* [Provided records]:
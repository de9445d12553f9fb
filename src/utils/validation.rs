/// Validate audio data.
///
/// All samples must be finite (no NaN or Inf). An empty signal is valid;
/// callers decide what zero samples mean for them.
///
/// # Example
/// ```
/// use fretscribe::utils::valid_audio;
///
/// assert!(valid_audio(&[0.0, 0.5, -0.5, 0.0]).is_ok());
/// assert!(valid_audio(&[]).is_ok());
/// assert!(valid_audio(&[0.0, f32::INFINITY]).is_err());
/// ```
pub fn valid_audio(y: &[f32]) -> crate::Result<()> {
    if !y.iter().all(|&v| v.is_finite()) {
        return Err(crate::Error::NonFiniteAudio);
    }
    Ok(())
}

* [Exercise details]: Filter the data down to the lines that contain the string "samples", and copy them.

* [The answer]:
/// All samples must be finite (no NaN or Inf). An empty signal is valid;
/// callers decide what zero samples mean for them.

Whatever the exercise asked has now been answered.